**Work task**
Return the records that follow, unchanged and complete.

Recorded data

________

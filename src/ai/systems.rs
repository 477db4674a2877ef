use bevy::prelude::*;

use super::builder::WaypointGraphBuilder;
use super::config::BuilderConfig;
use super::graph::{GraphStats, WaypointGraph};
use super::registry::CollectionRegistry;

/// Request a rebuild of the [`WaypointGraph`] hierarchy.
#[derive(Message, Debug, Clone, Default)]
pub struct BuildSearchGraph {
    /// Overrides [`BuilderConfig::max_search_levels`] for this build.
    pub max_levels: Option<u32>,
}

/// Sent after a [`BuildSearchGraph`] request has been processed.
#[derive(Message, Debug, Clone)]
pub struct SearchGraphBuilt {
    pub stats: GraphStats,
}

pub(crate) fn build_search_graph(
    mut requests: MessageReader<BuildSearchGraph>,
    mut built: MessageWriter<SearchGraphBuilt>,
    mut graph: ResMut<WaypointGraph>,
    mut registry: ResMut<CollectionRegistry>,
    config: Res<BuilderConfig>,
) {
    // Several requests in one frame collapse into a single rebuild.
    let Some(request) = requests.read().last().cloned() else {
        return;
    };

    let max_levels = request.max_levels.unwrap_or(config.max_search_levels);
    let mut builder = WaypointGraphBuilder::with_config(&mut *registry, &mut *graph, config.clone());
    let stats = builder.create_search_graph(max_levels);
    built.write(SearchGraphBuilt { stats });
}
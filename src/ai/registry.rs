use bevy::prelude::*;
use rustc_hash::FxHashMap;

use super::collection::WaypointCollection;
use super::waypoint::{WaypointId, WaypointType};

/// Builds an empty collection of one registered concrete type.
pub type CollectionConstructor = fn(WaypointId, &WaypointType) -> WaypointCollection;

/// Allocates collection nodes without inserting them into a graph.
///
/// The builder asks for a node of a given type and inserts it into the graph
/// itself; which concrete collection is produced is up to the implementor.
pub trait CollectionFactory {
    /// Create a collection of type `kind` with the given id, or `None` if no
    /// such type is known to the factory.
    fn create_no_insert(&mut self, id: WaypointId, kind: &WaypointType) -> Option<WaypointCollection>;
}

/// Default [`CollectionFactory`]: a table of constructors keyed by type name.
#[derive(Resource, Clone)]
pub struct CollectionRegistry {
    constructors: FxHashMap<WaypointType, CollectionConstructor>,
    created: usize,
}

impl CollectionRegistry {
    /// A registry with no types at all.
    pub fn empty() -> Self {
        Self {
            constructors: FxHashMap::default(),
            created: 0,
        }
    }

    /// Register (or replace) the constructor for `kind`.
    pub fn register(&mut self, kind: WaypointType, constructor: CollectionConstructor) {
        if self.constructors.insert(kind.clone(), constructor).is_some() {
            warn!("Replacing collection constructor for type '{}'", kind);
        }
    }

    pub fn is_registered(&self, kind: &WaypointType) -> bool {
        self.constructors.contains_key(kind)
    }

    /// Number of collections this registry has handed out.
    pub fn created_count(&self) -> usize {
        self.created
    }
}

impl Default for CollectionRegistry {
    fn default() -> Self {
        let mut registry = Self::empty();
        registry.register(WaypointType::COLLECTION, |id, kind| {
            WaypointCollection::with_kind(id, kind.clone())
        });
        registry
    }
}

impl CollectionFactory for CollectionRegistry {
    fn create_no_insert(&mut self, id: WaypointId, kind: &WaypointType) -> Option<WaypointCollection> {
        let constructor = self.constructors.get(kind)?;
        self.created += 1;
        Some(constructor(id, kind))
    }
}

________

**Solution to this task**
filename src/ai/systems.rs
repository 477db4674a2877ef
use bevy::prelude::*;

use super::builder::WaypointGraphBuilder;
use super::config::BuilderConfig;
use super::graph::{GraphStats, WaypointGraph};
use super::registry::CollectionRegistry;

/// Request a rebuild of the [`WaypointGraph`] hierarchy.
#[derive(Message, Debug, Clone, Default)]
pub struct BuildSearchGraph {
    /// Overrides [`BuilderConfig::max_search_levels`] for this build.
    pub max_levels: Option<u32>,
}

/// Sent after a [`BuildSearchGraph`] request has been processed.
#[derive(Message, Debug, Clone)]
pub struct SearchGraphBuilt {
    pub stats: GraphStats,
}

pub(crate) fn build_search_graph(
    mut requests: MessageReader<BuildSearchGraph>,
    mut built: MessageWriter<SearchGraphBuilt>,
    mut graph: ResMut<WaypointGraph>,
    mut registry: ResMut<CollectionRegistry>,
    config: Res<BuilderConfig>,
) {
    // Several requests in one frame collapse into a single rebuild.
    let Some(request) = requests.read().last().cloned() else {
        return;
    };

    let max_levels = request.max_levels.unwrap_or(config.max_search_levels);
    let mut builder = WaypointGraphBuilder::with_config(&mut *registry, &mut *graph, config.clone());
    let stats = builder.create_search_graph(max_levels);
    built.write(SearchGraphBuilt { stats });
}
filename src/ai/registry.rs
use bevy::prelude::*;
use rustc_hash::FxHashMap;

use super::collection::WaypointCollection;
use super::waypoint::{WaypointId, WaypointType};

/// Builds an empty collection of one registered concrete type.
pub type CollectionConstructor = fn(WaypointId, &WaypointType) -> WaypointCollection;

/// Allocates collection nodes without inserting them into a graph.
///
/// The builder asks for a node of a given type and inserts it into the graph
/// itself; which concrete collection is produced is up to the implementor.
pub trait CollectionFactory {
    /// Create a collection of type `kind` with the given id, or `None` if no
    /// such type is known to the factory.
    fn create_no_insert(&mut self, id: WaypointId, kind: &WaypointType) -> Option<WaypointCollection>;
}

/// Default [`CollectionFactory`]: a table of constructors keyed by type name.
#[derive(Resource, Clone)]
pub struct CollectionRegistry {
    constructors: FxHashMap<WaypointType, CollectionConstructor>,
    created: usize,
}

impl CollectionRegistry {
    /// A registry with no types at all.
    pub fn empty() -> Self {
        Self {
            constructors: FxHashMap::default(),
            created: 0,
        }
    }

    /// Register (or replace) the constructor for `kind`.
    pub fn register(&mut self, kind: WaypointType, constructor: CollectionConstructor) {
        if self.constructors.insert(kind.clone(), constructor).is_some() {
            warn!("Replacing collection constructor for type '{}'", kind);
        }
    }

    pub fn is_registered(&self, kind: &WaypointType) -> bool {
        self.constructors.contains_key(kind)
    }

    /// Number of collections this registry has handed out.
    pub fn created_count(&self) -> usize {
        self.created
    }
}

impl Default for CollectionRegistry {
    fn default() -> Self {
        let mut registry = Self::empty();
        registry.register(WaypointType::COLLECTION, |id, kind| {
            WaypointCollection::with_kind(id, kind.clone())
        });
        registry
    }
}

impl CollectionFactory for CollectionRegistry {
    fn create_no_insert(&mut self, id: WaypointId, kind: &WaypointType) -> Option<WaypointCollection> {
        let constructor = self.constructors.get(kind)?;
        self.created += 1;
        Some(constructor(id, kind))
    }
}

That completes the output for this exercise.